2.3.2 Little yellow banner

  • R will sometime tell you that you are missing a package (sometimes a little yellow ribbon), click install to install!


2.3.3 Problem solving

2.3.3.1 Why isn’t my package downloading? Its frozen

Sometimes R will ask you if you want to install binaries or other things. IT WILL ASK YOU THIS QUESTION THROUGH “SPEAKING” IN THE CONSOLE. It expects you to type yes or no, and to press enter to continue. Try yes, if it doesn’t work (esp xfun), try no.

2.3.3.2 R keeps asking to restart.

Sometimes R-Studio might want to restart when downloading packages and occasionally gets confused. If it keeps asking, press cancel, then go to the Session menu at the VERY top, click Restart R and Clear output, reopen and try again.



2.4 Using/Loading a package you ‘own’

Just as going to the app store doesn’t check your credit-card balance or make an Instagram post, simply downloading a package from the app-store doesn’t make the commands immediately available. For that you need to load it (just as you click on a phone app to open it).
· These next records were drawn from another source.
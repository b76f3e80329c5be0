//! Formula error types

use thiserror::Error;

/// Result type for formula operations
pub type FormulaResult<T> = std::result::Result<T, FormulaError>;

/// Errors that can occur during formula validation, normalization or evaluation
#[derive(Debug, Clone, PartialEq, Error)]
pub enum FormulaError {
    /// Unbalanced or improperly ordered parentheses
    #[error("Mismatched parentheses in formula")]
    MismatchedParentheses,

    /// Character outside the supported alphabet
    #[error("Invalid character '{character}' at position {position}")]
    InvalidCharacter { character: char, position: usize },

    /// Two adjacent operators that are not a plain sign run
    #[error("Consecutive operators at position {position}")]
    ConsecutiveOperators { position: usize },

    /// `*`, `/` or `^` followed by another operator once parentheses are ignored
    #[error("Invalid operator sequence at position {position}")]
    InvalidOperatorSequence { position: usize },

    /// Formula ends with an operator
    #[error("Formula cannot end with an operator")]
    TrailingOperator,

    /// Operator immediately before a closing parenthesis
    #[error("Operator before closing parenthesis at position {position}")]
    DanglingOperator { position: usize },

    /// `*`, `/` or `^` with no left operand
    #[error("Operator without left operand at position {position}")]
    LeadingOperator { position: usize },

    /// Variable letter with no bound value
    #[error("Variable {name} is not defined.")]
    UndefinedVariable { name: char },

    /// Variable name that is not a single ASCII letter
    #[error("Invalid variable name '{name}'")]
    InvalidVariableName { name: String },

    /// Variable value that is not a finite number
    #[error("Invalid value '{value}' for variable {name}")]
    InvalidVariableValue { name: char, value: String },

    /// Expression did not reduce to a single number
    #[error("Malformed expression '{expression}': {reason}")]
    MalformedExpression { expression: String, reason: String },

    /// Non-finite result (division by zero, fractional power of a negative base, overflow)
    #[error("Result is not a finite number: {value}")]
    DomainError { value: f64 },

    /// Formula longer than the configured limit
    #[error("Formula is too long: {len} characters (max: {max})")]
    InputTooLarge { len: usize, max: usize },

    /// Parentheses nested deeper than the configured limit
    #[error("Formula nesting exceeds {max} levels")]
    RecursionLimitExceeded { max: usize },
}

impl FormulaError {
    pub(crate) fn malformed<E: Into<String>, R: Into<String>>(expression: E, reason: R) -> Self {
        FormulaError::MalformedExpression {
            expression: expression.into(),
            reason: reason.into(),
        }
    }

    /// The discriminant of this error, without context
    pub fn kind(&self) -> FormulaErrorKind {
        match self {
            FormulaError::MismatchedParentheses => FormulaErrorKind::MismatchedParentheses,
            FormulaError::InvalidCharacter { .. } => FormulaErrorKind::InvalidCharacter,
            FormulaError::ConsecutiveOperators { .. } => FormulaErrorKind::ConsecutiveOperators,
            FormulaError::InvalidOperatorSequence { .. } => {
                FormulaErrorKind::InvalidOperatorSequence
            }
            FormulaError::TrailingOperator => FormulaErrorKind::TrailingOperator,
            FormulaError::DanglingOperator { .. } => FormulaErrorKind::DanglingOperator,
            FormulaError::LeadingOperator { .. } => FormulaErrorKind::LeadingOperator,
            FormulaError::UndefinedVariable { .. } => FormulaErrorKind::UndefinedVariable,
            FormulaError::InvalidVariableName { .. } => FormulaErrorKind::InvalidVariableName,
            FormulaError::InvalidVariableValue { .. } => FormulaErrorKind::InvalidVariableValue,
            FormulaError::MalformedExpression { .. } => FormulaErrorKind::MalformedExpression,
            FormulaError::DomainError { .. } => FormulaErrorKind::DomainError,
            FormulaError::InputTooLarge { .. } => FormulaErrorKind::InputTooLarge,
            FormulaError::RecursionLimitExceeded { .. } => FormulaErrorKind::RecursionLimitExceeded,
        }
    }

    /// Whether the error was raised by the validator, before any evaluation
    pub fn is_validation_error(&self) -> bool {
        matches!(
            self.kind(),
            FormulaErrorKind::MismatchedParentheses
                | FormulaErrorKind::InvalidCharacter
                | FormulaErrorKind::ConsecutiveOperators
                | FormulaErrorKind::InvalidOperatorSequence
                | FormulaErrorKind::TrailingOperator
                | FormulaErrorKind::DanglingOperator
                | FormulaErrorKind::LeadingOperator
        )
    }
}

/// Fieldless classification of [`FormulaError`]
#[derive(Debug, Clone, Copy, PartialEq, Eq, Hash)]
pub enum FormulaErrorKind {
    MismatchedParentheses,
    InvalidCharacter,
    ConsecutiveOperators,
    InvalidOperatorSequence,
    TrailingOperator,
    DanglingOperator,
    LeadingOperator,
    UndefinedVariable,
    InvalidVariableName,
    InvalidVariableValue,
    MalformedExpression,
    DomainError,
    InputTooLarge,
    RecursionLimitExceeded,
}

impl FormulaErrorKind {
    /// Stable identifier, suitable for lookup tables in a presentation layer
    pub fn as_str(&self) -> &'static str {
        match self {
            FormulaErrorKind::MismatchedParentheses => "MismatchedParentheses",
            FormulaErrorKind::InvalidCharacter => "InvalidCharacter",
            FormulaErrorKind::ConsecutiveOperators => "ConsecutiveOperators",
            FormulaErrorKind::InvalidOperatorSequence => "InvalidOperatorSequence",
            FormulaErrorKind::TrailingOperator => "TrailingOperator",
            FormulaErrorKind::DanglingOperator => "DanglingOperator",
            FormulaErrorKind::LeadingOperator => "LeadingOperator",
            FormulaErrorKind::UndefinedVariable => "UndefinedVariable",
            FormulaErrorKind::InvalidVariableName => "InvalidVariableName",
            FormulaErrorKind::InvalidVariableValue => "InvalidVariableValue",
            FormulaErrorKind::MalformedExpression => "MalformedExpression",
            FormulaErrorKind::DomainError => "DomainError",
            FormulaErrorKind::InputTooLarge => "InputTooLarge",
            FormulaErrorKind::RecursionLimitExceeded => "RecursionLimitExceeded",
        }
    }
}

impl std::fmt::Display for FormulaErrorKind {
    fn fmt(&self, f: &mut std::fmt::Formatter<'_>) -> std::fmt::Result {
        f.write_str(self.as_str())
    }
}
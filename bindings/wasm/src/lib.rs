//! WebAssembly bindings for latex-calc
//!
//! This module provides wasm-bindgen-based WebAssembly bindings for the latex-calc formula
//! engine, allowing a browser form to detect variables, evaluate formulas and render markup.

use std::collections::BTreeMap;

use serde::Deserialize;
use wasm_bindgen::prelude::*;

use latex_calc_formula::{Calculator, EvaluationOptions, FormulaError, VariableBindings};

// =============================================================================
// Error Conversion
// =============================================================================

/// A JS `Error` named `FormulaError` with a `kind` property
fn formula_error_to_js(e: FormulaError) -> JsValue {
    let error = js_sys::Error::new(&e.to_string());
    error.set_name("FormulaError");
    js_sys::Reflect::set(&error, &"kind".into(), &e.kind().as_str().into()).ok();
    error.into()
}

fn to_js_error(e: impl std::fmt::Display) -> JsValue {
    JsError::new(&e.to_string()).into()
}

// =============================================================================
// Variable bindings from JavaScript objects
// =============================================================================

/// Values typed into a form arrive as strings, values set from code as numbers
#[derive(Deserialize)]
#[serde(untagged)]
enum BindingValue {
    Number(f64),
    Text(String),
}

impl BindingValue {
    fn into_text(self) -> String {
        match self {
            BindingValue::Number(n) => n.to_string(),
            BindingValue::Text(s) => s,
        }
    }
}

fn js_to_raw_bindings(value: JsValue) -> Result<BTreeMap<String, BindingValue>, JsValue> {
    if value.is_null() || value.is_undefined() {
        return Ok(BTreeMap::new());
    }
    serde_wasm_bindgen::from_value(value)
        .map_err(|e| to_js_error(format!("Bindings must map names to numbers or strings: {}", e)))
}

fn js_to_bindings(value: JsValue) -> Result<VariableBindings, JsValue> {
    let mut bindings = VariableBindings::new();
    for (name, value) in js_to_raw_bindings(value)? {
        bindings
            .insert_named(&name, &value.into_text())
            .map_err(formula_error_to_js)?;
    }
    Ok(bindings)
}

// =============================================================================
// Free functions
// =============================================================================

/// Evaluate a formula with default options
#[wasm_bindgen]
pub fn evaluate(formula: &str, bindings: JsValue) -> Result<f64, JsValue> {
    FormulaCalculator::default().evaluate(formula, bindings)
}

/// Normalized numeric expression text of a formula
#[wasm_bindgen]
pub fn normalize(formula: &str, bindings: JsValue) -> Result<String, JsValue> {
    FormulaCalculator::default().normalize(formula, bindings)
}

/// Distinct variable letters in order of first occurrence
#[wasm_bindgen(js_name = detectVariables)]
pub fn detect_variables(formula: &str) -> Vec<String> {
    latex_calc_formula::detect_variables(formula)
        .into_iter()
        .map(String::from)
        .collect()
}

/// Form values for exactly the variables of `formula`
///
/// Keeps whatever text was entered for variables still present and fills
/// new or emptied ones with `"0"`.
#[wasm_bindgen(js_name = synchronizeVariables)]
pub fn synchronize_variables(formula: &str, previous: JsValue) -> Result<JsValue, JsValue> {
    let mut previous = js_to_raw_bindings(previous)?;
    let values = js_sys::Object::new();

    for name in latex_calc_formula::detect_variables(formula) {
        let key = name.to_string();
        let text = previous
            .remove(&key)
            .map(BindingValue::into_text)
            .filter(|text| !text.is_empty())
            .unwrap_or_else(|| "0".to_string());
        js_sys::Reflect::set(&values, &key.into(), &text.into())?;
    }

    Ok(values.into())
}

/// LaTeX-like HTML markup for display
#[wasm_bindgen(js_name = renderMarkup)]
pub fn render_markup(formula: &str) -> String {
    latex_calc_markup::render_markup(formula)
}

// =============================================================================
// FormulaCalculator - JavaScript wrapper with options
// =============================================================================

/// Formula calculator with fixed evaluation options.
#[wasm_bindgen]
#[derive(Default)]
pub struct FormulaCalculator {
    inner: Calculator,
}

#[wasm_bindgen]
impl FormulaCalculator {
    /// `options` may be undefined or
    /// `{ max_formula_len, max_depth, max_tree_depth, non_finite }`
    #[wasm_bindgen(constructor)]
    pub fn new(options: JsValue) -> Result<FormulaCalculator, JsValue> {
        let options: EvaluationOptions = if options.is_null() || options.is_undefined() {
            EvaluationOptions::default()
        } else {
            serde_wasm_bindgen::from_value(options).map_err(to_js_error)?
        };
        Ok(Self {
            inner: Calculator::new(options),
        })
    }

    pub fn evaluate(&self, formula: &str, bindings: JsValue) -> Result<f64, JsValue> {
        let bindings = js_to_bindings(bindings)?;
        self.inner
            .evaluate(formula, &bindings)
            .map_err(formula_error_to_js)
    }

    pub fn normalize(&self, formula: &str, bindings: JsValue) -> Result<String, JsValue> {
        let bindings = js_to_bindings(bindings)?;
        self.inner
            .normalize(formula, &bindings)
            .map_err(formula_error_to_js)
    }

    #[wasm_bindgen(getter, js_name = maxDepth)]
    pub fn max_depth(&self) -> usize {
        self.inner.options().max_depth
    }

    #[wasm_bindgen(getter, js_name = maxFormulaLength)]
    pub fn max_formula_len(&self) -> usize {
        self.inner.options().max_formula_len
    }
}

#[wasm_bindgen(start)]
pub fn init() {}
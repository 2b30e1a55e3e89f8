//! Convenience re-exports for common lock-system usage

pub use crate::lock::Lock;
I will tell you which packages you need for each lab, but if R tells you it wants a package, then install it AND load it.

This can be done with the library() command.

For example, this command loads the full works of Shakespeare from the the bardr package. (https://www.rdocumentation.org/packages/bardr/versions/0.0.9). If you want to try this, you will need to first install bardr using the instructions above.

library(bardr)


2.4.1 Using a single command from a package

ADVANCED: Sometimes several packages name a command the same word and you want to specify which package you want to use.

You can do this using the :: symbol. For example, this command forces the computer to use the ‘dplyr package’ version of filter.

dplyr::filter(mydata)


2.4.2 Problem Solving

2.4.2.1 Nothing happened!

If you have managed to load a package successfully, often nothing happens - this is great! It means it loaded the package without errors.

2.4.2.2 There was a load of text output - an error?

Hard to tell. So I suggest running the library command TWICE! This is because many packages will print “friendly messages” or “welcome text” the first time you load them.

For example, this is what shows up when you install the tidyverse package. The welcome text is indicating the sub-packages that tidyverse downloaded and also that some commands now have a different meaning.

Tidyverse install messages

(#fig:im_T2_friendlytext)Tidyverse install messages

To find out if what you are seeing is a friendly message or an error, run the command again. If you run it a second time and and nothing happens then you’re fine.